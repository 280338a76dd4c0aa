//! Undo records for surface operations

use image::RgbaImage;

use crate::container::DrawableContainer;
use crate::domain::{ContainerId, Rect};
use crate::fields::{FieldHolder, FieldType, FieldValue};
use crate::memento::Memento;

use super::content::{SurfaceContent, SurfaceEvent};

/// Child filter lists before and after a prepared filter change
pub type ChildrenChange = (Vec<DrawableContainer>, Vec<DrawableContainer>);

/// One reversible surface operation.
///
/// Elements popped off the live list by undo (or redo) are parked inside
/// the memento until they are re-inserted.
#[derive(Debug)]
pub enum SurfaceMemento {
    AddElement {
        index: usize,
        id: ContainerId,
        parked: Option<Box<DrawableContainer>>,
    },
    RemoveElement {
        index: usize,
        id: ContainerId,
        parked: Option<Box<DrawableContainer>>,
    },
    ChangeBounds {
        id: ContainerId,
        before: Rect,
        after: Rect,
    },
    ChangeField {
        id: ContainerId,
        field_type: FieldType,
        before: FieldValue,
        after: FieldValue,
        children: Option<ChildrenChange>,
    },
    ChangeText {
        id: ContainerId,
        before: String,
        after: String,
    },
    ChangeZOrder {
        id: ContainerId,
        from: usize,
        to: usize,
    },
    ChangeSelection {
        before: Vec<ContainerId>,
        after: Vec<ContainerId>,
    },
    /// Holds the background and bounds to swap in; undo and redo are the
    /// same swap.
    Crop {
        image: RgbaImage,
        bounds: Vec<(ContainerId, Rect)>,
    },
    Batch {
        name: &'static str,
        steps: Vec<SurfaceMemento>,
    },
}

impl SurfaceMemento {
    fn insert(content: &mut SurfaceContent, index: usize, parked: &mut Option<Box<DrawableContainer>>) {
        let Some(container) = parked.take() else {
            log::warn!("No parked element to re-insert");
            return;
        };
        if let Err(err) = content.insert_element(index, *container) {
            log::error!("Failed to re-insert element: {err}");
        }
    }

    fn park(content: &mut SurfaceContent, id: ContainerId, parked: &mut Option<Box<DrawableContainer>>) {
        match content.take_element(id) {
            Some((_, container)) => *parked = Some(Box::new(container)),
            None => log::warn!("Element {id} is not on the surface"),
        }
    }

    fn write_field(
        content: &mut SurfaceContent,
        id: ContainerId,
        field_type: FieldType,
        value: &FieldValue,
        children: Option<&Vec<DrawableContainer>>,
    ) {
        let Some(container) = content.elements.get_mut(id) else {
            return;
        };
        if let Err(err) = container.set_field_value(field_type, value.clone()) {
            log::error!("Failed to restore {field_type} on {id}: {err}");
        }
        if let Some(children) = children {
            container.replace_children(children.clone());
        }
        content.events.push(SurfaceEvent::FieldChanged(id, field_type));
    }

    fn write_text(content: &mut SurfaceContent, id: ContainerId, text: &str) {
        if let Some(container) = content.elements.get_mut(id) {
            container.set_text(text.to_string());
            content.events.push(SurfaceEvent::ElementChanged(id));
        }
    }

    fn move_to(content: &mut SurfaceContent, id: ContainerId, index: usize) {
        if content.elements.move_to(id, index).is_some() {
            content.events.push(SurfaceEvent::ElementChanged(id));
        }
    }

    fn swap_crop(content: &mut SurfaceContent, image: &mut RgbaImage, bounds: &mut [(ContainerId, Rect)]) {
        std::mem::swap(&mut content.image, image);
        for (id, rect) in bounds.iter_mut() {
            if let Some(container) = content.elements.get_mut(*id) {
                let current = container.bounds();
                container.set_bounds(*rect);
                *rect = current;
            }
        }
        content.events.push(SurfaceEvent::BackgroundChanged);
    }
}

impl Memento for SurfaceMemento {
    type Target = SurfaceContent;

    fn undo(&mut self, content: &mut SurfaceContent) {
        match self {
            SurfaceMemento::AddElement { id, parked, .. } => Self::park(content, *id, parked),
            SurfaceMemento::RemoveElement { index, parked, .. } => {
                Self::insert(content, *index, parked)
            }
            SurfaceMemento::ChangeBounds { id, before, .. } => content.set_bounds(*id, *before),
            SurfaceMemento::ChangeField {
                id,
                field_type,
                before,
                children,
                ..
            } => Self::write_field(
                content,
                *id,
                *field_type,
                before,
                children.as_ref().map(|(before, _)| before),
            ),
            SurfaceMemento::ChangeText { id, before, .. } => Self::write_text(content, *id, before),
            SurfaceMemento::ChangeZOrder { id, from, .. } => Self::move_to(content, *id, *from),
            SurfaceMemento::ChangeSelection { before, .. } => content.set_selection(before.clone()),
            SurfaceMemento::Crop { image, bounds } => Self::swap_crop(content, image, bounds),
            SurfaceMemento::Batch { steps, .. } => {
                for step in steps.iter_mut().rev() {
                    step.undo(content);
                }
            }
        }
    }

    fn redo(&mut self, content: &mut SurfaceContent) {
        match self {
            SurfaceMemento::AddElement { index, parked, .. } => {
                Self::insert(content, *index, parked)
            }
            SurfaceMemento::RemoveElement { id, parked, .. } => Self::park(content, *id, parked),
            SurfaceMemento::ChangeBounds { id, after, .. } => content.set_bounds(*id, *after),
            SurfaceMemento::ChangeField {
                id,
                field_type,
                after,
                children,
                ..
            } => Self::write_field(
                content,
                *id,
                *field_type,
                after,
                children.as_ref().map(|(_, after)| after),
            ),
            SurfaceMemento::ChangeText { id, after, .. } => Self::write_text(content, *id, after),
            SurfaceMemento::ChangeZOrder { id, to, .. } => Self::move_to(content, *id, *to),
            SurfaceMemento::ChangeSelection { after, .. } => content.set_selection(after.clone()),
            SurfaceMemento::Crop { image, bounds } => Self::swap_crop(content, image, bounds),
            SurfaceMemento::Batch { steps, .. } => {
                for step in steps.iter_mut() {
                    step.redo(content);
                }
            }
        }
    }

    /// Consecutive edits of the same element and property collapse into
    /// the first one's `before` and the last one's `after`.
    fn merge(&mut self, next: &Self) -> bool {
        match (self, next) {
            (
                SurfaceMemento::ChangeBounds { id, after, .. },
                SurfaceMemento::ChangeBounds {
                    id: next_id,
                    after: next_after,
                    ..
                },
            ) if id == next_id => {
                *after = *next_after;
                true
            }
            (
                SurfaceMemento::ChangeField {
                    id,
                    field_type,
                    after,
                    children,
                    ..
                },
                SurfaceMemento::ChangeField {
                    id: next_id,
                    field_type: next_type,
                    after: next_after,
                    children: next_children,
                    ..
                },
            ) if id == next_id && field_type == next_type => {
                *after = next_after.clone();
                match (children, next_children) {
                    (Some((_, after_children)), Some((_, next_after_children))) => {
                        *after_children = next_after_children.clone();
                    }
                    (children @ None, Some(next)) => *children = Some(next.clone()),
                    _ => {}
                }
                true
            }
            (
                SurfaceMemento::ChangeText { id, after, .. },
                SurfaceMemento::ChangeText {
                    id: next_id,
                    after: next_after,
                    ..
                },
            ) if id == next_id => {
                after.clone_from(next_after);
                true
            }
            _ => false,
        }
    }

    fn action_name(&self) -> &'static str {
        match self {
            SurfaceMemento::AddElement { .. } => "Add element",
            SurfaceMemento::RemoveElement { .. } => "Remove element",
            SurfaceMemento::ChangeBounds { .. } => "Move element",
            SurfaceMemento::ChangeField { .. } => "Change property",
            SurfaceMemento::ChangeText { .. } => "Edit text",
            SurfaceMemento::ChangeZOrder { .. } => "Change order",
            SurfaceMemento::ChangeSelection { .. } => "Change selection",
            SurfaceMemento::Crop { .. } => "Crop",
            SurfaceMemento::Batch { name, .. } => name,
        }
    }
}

Assignment:
Lines containing the word "steps": how many are there in the data above? Reply with only that number.

Exercise response:
5